**Exercise prompt:** Write out the records below once more, exactly and completely.

**Provided information:**
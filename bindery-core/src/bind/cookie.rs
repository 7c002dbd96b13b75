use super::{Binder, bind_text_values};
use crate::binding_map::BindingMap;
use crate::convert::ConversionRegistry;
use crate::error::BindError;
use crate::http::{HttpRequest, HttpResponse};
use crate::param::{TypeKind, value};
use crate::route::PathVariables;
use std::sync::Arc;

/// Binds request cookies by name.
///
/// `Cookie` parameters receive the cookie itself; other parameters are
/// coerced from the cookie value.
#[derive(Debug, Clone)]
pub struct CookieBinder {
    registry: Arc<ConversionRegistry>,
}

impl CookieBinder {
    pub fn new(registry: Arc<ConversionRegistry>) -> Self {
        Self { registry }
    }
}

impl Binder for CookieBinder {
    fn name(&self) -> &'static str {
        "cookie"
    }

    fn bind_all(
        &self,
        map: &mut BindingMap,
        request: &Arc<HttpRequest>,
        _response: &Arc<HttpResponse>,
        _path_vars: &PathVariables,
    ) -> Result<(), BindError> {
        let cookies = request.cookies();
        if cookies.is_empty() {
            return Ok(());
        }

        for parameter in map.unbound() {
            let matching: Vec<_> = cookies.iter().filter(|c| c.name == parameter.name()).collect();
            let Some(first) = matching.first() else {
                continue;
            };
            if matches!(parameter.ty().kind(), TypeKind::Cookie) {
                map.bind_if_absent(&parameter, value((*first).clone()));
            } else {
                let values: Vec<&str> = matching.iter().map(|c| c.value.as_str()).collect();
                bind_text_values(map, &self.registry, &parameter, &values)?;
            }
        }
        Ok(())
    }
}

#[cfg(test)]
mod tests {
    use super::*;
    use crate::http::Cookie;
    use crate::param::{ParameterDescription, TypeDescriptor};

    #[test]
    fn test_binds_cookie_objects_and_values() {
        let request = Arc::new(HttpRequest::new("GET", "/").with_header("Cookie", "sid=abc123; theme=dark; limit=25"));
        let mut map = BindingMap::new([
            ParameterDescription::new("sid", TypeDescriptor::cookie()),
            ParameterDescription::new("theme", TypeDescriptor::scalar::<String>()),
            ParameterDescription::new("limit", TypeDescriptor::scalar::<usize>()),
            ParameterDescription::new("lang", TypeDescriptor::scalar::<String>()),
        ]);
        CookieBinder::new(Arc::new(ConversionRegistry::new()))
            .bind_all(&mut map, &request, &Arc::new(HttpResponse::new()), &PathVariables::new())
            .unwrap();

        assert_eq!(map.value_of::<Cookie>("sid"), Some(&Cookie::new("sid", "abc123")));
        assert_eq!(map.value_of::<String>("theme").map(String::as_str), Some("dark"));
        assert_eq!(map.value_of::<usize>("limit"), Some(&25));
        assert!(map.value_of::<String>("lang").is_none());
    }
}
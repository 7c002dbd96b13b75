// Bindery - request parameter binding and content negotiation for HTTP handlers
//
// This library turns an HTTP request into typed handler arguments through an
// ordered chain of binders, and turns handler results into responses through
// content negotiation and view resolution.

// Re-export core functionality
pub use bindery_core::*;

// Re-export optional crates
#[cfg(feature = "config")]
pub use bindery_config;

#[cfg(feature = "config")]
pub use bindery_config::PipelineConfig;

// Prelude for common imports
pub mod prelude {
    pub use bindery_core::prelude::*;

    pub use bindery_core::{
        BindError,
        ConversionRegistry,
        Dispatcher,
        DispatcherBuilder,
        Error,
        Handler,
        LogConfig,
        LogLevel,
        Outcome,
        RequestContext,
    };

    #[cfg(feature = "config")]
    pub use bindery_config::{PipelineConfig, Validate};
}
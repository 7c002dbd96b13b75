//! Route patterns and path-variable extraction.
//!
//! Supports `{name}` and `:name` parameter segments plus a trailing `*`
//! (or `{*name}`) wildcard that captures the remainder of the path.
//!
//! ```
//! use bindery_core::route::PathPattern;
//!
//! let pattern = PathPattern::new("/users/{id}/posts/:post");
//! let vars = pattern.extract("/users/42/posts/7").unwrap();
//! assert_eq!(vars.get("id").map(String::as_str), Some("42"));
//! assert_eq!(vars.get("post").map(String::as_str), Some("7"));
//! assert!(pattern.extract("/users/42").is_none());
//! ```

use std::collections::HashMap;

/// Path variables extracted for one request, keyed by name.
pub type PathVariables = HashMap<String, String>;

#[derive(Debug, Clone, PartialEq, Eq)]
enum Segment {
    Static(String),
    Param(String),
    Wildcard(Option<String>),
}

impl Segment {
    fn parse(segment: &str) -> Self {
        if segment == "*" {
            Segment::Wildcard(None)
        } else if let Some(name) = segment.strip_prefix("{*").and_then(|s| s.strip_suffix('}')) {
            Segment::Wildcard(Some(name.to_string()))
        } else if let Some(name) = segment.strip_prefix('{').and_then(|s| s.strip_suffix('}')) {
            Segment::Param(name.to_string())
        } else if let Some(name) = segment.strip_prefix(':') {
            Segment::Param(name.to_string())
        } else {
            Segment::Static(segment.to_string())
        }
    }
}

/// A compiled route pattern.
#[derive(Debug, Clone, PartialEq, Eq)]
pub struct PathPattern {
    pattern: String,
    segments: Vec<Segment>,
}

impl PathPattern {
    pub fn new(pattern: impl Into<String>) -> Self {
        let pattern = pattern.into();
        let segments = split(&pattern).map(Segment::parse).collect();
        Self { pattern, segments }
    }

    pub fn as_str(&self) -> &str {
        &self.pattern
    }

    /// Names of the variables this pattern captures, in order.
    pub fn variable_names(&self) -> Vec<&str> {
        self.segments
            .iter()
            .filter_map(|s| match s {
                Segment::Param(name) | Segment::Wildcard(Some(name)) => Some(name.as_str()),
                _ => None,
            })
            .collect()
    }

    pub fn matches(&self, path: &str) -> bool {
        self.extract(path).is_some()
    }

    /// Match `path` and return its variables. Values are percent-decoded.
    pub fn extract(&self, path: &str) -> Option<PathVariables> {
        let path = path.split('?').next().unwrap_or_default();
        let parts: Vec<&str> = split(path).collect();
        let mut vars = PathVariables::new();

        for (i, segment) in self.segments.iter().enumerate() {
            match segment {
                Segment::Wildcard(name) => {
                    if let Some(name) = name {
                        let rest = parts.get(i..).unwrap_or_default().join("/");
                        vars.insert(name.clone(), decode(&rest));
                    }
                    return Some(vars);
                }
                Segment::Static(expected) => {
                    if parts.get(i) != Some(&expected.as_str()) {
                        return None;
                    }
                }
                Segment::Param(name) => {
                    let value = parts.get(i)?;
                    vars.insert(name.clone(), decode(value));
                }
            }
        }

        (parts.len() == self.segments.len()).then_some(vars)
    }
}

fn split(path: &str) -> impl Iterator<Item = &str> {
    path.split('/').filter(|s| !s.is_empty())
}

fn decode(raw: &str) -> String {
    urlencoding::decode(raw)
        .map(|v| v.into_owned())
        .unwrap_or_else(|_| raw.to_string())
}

**Answer to this task:**
filename bindery-core/src/bind/cookie.rs
repository 7c002dbd96b13b75
use super::{Binder, bind_text_values};
use crate::binding_map::BindingMap;
use crate::convert::ConversionRegistry;
use crate::error::BindError;
use crate::http::{HttpRequest, HttpResponse};
use crate::param::{TypeKind, value};
use crate::route::PathVariables;
use std::sync::Arc;

/// Binds request cookies by name.
///
/// `Cookie` parameters receive the cookie itself; other parameters are
/// coerced from the cookie value.
#[derive(Debug, Clone)]
pub struct CookieBinder {
    registry: Arc<ConversionRegistry>,
}

impl CookieBinder {
    pub fn new(registry: Arc<ConversionRegistry>) -> Self {
        Self { registry }
    }
}

impl Binder for CookieBinder {
    fn name(&self) -> &'static str {
        "cookie"
    }

    fn bind_all(
        &self,
        map: &mut BindingMap,
        request: &Arc<HttpRequest>,
        _response: &Arc<HttpResponse>,
        _path_vars: &PathVariables,
    ) -> Result<(), BindError> {
        let cookies = request.cookies();
        if cookies.is_empty() {
            return Ok(());
        }

        for parameter in map.unbound() {
            let matching: Vec<_> = cookies.iter().filter(|c| c.name == parameter.name()).collect();
            let Some(first) = matching.first() else {
                continue;
            };
            if matches!(parameter.ty().kind(), TypeKind::Cookie) {
                map.bind_if_absent(&parameter, value((*first).clone()));
            } else {
                let values: Vec<&str> = matching.iter().map(|c| c.value.as_str()).collect();
                bind_text_values(map, &self.registry, &parameter, &values)?;
            }
        }
        Ok(())
    }
}

#[cfg(test)]
mod tests {
    use super::*;
    use crate::http::Cookie;
    use crate::param::{ParameterDescription, TypeDescriptor};

    #[test]
    fn test_binds_cookie_objects_and_values() {
        let request = Arc::new(HttpRequest::new("GET", "/").with_header("Cookie", "sid=abc123; theme=dark; limit=25"));
        let mut map = BindingMap::new([
            ParameterDescription::new("sid", TypeDescriptor::cookie()),
            ParameterDescription::new("theme", TypeDescriptor::scalar::<String>()),
            ParameterDescription::new("limit", TypeDescriptor::scalar::<usize>()),
            ParameterDescription::new("lang", TypeDescriptor::scalar::<String>()),
        ]);
        CookieBinder::new(Arc::new(ConversionRegistry::new()))
            .bind_all(&mut map, &request, &Arc::new(HttpResponse::new()), &PathVariables::new())
            .unwrap();

        assert_eq!(map.value_of::<Cookie>("sid"), Some(&Cookie::new("sid", "abc123")));
        assert_eq!(map.value_of::<String>("theme").map(String::as_str), Some("dark"));
        assert_eq!(map.value_of::<usize>("limit"), Some(&25));
        assert!(map.value_of::<String>("lang").is_none());
    }
}
repository 7c002dbd96b13b75
// Bindery - request parameter binding and content negotiation for HTTP handlers
//
// This library turns an HTTP request into typed handler arguments through an
// ordered chain of binders, and turns handler results into responses through
// content negotiation and view resolution.

// Re-export core functionality
pub use bindery_core::*;

// Re-export optional crates
#[cfg(feature = "config")]
pub use bindery_config;

#[cfg(feature = "config")]
pub use bindery_config::PipelineConfig;

// Prelude for common imports
pub mod prelude {
    pub use bindery_core::prelude::*;

    pub use bindery_core::{
        BindError,
        ConversionRegistry,
        Dispatcher,
        DispatcherBuilder,
        Error,
        Handler,
        LogConfig,
        LogLevel,
        Outcome,
        RequestContext,
    };

    #[cfg(feature = "config")]
    pub use bindery_config::{PipelineConfig, Validate};
}
repository 7c002dbd96b13b75
//! Route patterns and path-variable extraction.
//!
//! Supports `{name}` and `:name` parameter segments plus a trailing `*`
//! (or `{*name}`) wildcard that captures the remainder of the path.
//!
//! ```
//! use bindery_core::route::PathPattern;
//!
//! let pattern = PathPattern::new("/users/{id}/posts/:post");
//! let vars = pattern.extract("/users/42/posts/7").unwrap();
//! assert_eq!(vars.get("id").map(String::as_str), Some("42"));
//! assert_eq!(vars.get("post").map(String::as_str), Some("7"));
//! assert!(pattern.extract("/users/42").is_none());
//! ```

use std::collections::HashMap;

/// Path variables extracted for one request, keyed by name.
pub type PathVariables = HashMap<String, String>;

#[derive(Debug, Clone, PartialEq, Eq)]
enum Segment {
    Static(String),
    Param(String),
    Wildcard(Option<String>),
}

impl Segment {
    fn parse(segment: &str) -> Self {
        if segment == "*" {
            Segment::Wildcard(None)
        } else if let Some(name) = segment.strip_prefix("{*").and_then(|s| s.strip_suffix('}')) {
            Segment::Wildcard(Some(name.to_string()))
        } else if let Some(name) = segment.strip_prefix('{').and_then(|s| s.strip_suffix('}')) {
            Segment::Param(name.to_string())
        } else if let Some(name) = segment.strip_prefix(':') {
            Segment::Param(name.to_string())
        } else {
            Segment::Static(segment.to_string())
        }
    }
}

/// A compiled route pattern.
#[derive(Debug, Clone, PartialEq, Eq)]
pub struct PathPattern {
    pattern: String,
    segments: Vec<Segment>,
}

impl PathPattern {
    pub fn new(pattern: impl Into<String>) -> Self {
        let pattern = pattern.into();
        let segments = split(&pattern).map(Segment::parse).collect();
        Self { pattern, segments }
    }

    pub fn as_str(&self) -> &str {
        &self.pattern
    }

    /// Names of the variables this pattern captures, in order.
    pub fn variable_names(&self) -> Vec<&str> {
        self.segments
            .iter()
            .filter_map(|s| match s {
                Segment::Param(name) | Segment::Wildcard(Some(name)) => Some(name.as_str()),
                _ => None,
            })
            .collect()
    }

    pub fn matches(&self, path: &str) -> bool {
        self.extract(path).is_some()
    }

    /// Match `path` and return its variables. Values are percent-decoded.
    pub fn extract(&self, path: &str) -> Option<PathVariables> {
        let path = path.split('?').next().unwrap_or_default();
        let parts: Vec<&str> = split(path).collect();
        let mut vars = PathVariables::new();

        for (i, segment) in self.segments.iter().enumerate() {
            match segment {
                Segment::Wildcard(name) => {
                    if let Some(name) = name {
                        let rest = parts.get(i..).unwrap_or_default().join("/");
                        vars.insert(name.clone(), decode(&rest));
                    }
                    return Some(vars);
                }
                Segment::Static(expected) => {
                    if parts.get(i) != Some(&expected.as_str()) {
                        return None;
                    }
                }
                Segment::Param(name) => {
                    let value = parts.get(i)?;
                    vars.insert(name.clone(), decode(value));
                }
            }
        }

        (parts.len() == self.segments.len()).then_some(vars)
    }
}

fn split(path: &str) -> impl Iterator<Item = &str> {
    path.split('/').filter(|s| !s.is_empty())
}

fn decode(raw: &str) -> String {
    urlencoding::decode(raw)
        .map(|v| v.into_owned())
        .unwrap_or_else(|_| raw.to_string())
}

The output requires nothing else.